* RECORDS FOR THE EXERCISE:

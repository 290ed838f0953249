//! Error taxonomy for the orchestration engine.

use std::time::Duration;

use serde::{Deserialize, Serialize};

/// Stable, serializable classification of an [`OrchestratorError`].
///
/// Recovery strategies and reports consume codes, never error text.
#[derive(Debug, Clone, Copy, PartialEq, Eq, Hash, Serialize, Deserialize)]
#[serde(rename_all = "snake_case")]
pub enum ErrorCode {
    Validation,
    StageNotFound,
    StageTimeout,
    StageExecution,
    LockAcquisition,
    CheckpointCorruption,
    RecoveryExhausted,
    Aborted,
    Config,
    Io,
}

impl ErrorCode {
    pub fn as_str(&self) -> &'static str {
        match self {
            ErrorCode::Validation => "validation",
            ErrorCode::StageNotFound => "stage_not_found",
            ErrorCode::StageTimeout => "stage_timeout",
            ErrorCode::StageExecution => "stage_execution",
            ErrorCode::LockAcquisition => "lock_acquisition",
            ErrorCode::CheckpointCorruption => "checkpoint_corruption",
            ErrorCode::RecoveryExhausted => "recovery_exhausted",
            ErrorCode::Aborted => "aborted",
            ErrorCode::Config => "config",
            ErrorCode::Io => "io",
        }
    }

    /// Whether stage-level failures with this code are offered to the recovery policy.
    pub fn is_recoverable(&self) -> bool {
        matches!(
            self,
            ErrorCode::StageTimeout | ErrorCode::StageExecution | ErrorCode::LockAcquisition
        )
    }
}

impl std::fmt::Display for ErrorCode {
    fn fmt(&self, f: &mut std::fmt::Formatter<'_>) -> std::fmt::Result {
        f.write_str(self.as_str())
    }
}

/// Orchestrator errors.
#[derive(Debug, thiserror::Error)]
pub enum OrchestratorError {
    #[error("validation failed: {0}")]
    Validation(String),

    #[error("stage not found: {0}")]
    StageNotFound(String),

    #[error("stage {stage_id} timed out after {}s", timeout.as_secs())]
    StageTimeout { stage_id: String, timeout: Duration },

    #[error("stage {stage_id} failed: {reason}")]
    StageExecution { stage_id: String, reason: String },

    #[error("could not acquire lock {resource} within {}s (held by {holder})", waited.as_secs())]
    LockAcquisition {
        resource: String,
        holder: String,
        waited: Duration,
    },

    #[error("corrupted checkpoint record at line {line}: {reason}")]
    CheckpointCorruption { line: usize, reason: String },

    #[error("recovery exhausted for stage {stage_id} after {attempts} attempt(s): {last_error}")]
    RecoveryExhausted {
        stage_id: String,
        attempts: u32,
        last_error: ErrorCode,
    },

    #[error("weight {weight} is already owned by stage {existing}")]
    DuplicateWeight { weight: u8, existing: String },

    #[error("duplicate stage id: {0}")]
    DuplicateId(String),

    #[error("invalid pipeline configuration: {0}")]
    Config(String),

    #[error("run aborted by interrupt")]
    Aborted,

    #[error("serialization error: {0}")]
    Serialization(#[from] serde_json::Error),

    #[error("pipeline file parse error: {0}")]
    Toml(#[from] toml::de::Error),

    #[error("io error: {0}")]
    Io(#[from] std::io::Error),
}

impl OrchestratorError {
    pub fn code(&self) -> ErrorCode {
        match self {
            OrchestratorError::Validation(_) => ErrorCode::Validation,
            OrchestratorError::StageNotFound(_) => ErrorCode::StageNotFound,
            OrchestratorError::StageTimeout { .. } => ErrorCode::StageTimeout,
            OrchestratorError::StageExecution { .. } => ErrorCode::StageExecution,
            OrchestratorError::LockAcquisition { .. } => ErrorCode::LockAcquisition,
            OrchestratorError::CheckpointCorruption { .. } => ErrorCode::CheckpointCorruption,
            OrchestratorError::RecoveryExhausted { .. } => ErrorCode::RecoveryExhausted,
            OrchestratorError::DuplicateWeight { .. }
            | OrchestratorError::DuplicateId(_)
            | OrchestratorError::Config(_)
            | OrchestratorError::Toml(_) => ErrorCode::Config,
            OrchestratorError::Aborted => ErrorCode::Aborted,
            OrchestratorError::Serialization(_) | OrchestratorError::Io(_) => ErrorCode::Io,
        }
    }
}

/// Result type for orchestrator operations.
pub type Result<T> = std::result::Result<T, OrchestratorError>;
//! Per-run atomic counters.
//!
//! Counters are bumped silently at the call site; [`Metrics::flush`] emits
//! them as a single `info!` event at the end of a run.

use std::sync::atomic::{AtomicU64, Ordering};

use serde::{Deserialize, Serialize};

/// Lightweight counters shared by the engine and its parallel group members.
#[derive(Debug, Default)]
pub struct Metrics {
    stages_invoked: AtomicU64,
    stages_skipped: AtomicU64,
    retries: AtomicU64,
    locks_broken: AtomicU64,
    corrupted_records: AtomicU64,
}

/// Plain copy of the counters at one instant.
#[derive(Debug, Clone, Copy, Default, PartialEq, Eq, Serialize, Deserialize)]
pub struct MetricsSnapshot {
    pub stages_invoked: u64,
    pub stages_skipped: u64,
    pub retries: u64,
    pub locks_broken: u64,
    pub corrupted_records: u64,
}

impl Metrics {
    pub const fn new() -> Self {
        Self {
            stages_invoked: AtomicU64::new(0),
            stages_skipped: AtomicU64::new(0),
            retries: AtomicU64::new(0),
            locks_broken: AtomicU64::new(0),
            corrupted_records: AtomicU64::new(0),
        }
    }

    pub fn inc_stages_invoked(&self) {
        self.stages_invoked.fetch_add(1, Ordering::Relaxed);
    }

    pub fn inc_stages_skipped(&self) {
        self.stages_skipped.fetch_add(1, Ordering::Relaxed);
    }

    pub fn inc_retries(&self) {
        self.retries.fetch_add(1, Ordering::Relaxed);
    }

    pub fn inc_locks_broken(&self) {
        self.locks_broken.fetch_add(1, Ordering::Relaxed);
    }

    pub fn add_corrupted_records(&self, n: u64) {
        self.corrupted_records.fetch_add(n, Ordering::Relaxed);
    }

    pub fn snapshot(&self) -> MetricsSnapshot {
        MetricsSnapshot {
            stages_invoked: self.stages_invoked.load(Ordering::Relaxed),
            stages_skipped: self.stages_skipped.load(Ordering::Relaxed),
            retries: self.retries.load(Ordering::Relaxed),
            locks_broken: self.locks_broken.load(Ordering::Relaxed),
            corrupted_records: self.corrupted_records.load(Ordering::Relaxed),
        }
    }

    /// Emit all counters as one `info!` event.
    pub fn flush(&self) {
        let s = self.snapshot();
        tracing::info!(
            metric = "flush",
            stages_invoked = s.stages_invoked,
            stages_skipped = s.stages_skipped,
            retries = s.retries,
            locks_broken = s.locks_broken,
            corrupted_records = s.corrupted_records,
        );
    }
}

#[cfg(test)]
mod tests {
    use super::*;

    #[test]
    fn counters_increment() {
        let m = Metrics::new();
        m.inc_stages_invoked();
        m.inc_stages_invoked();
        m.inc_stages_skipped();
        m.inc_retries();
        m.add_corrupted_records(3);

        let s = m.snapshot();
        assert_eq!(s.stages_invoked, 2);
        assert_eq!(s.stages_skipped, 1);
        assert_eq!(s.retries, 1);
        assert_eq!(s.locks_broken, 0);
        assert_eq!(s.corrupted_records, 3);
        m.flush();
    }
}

* DESCRIPTION OF THE TASK: Write the "assert_eq!(s.retries, 1);" line and all later lines exactly. Stop at the end of the data.

* ANSWER SPACE:
        assert_eq!(s.retries, 1);
        assert_eq!(s.locks_broken, 0);
        assert_eq!(s.corrupted_records, 3);
        m.flush();
    }
}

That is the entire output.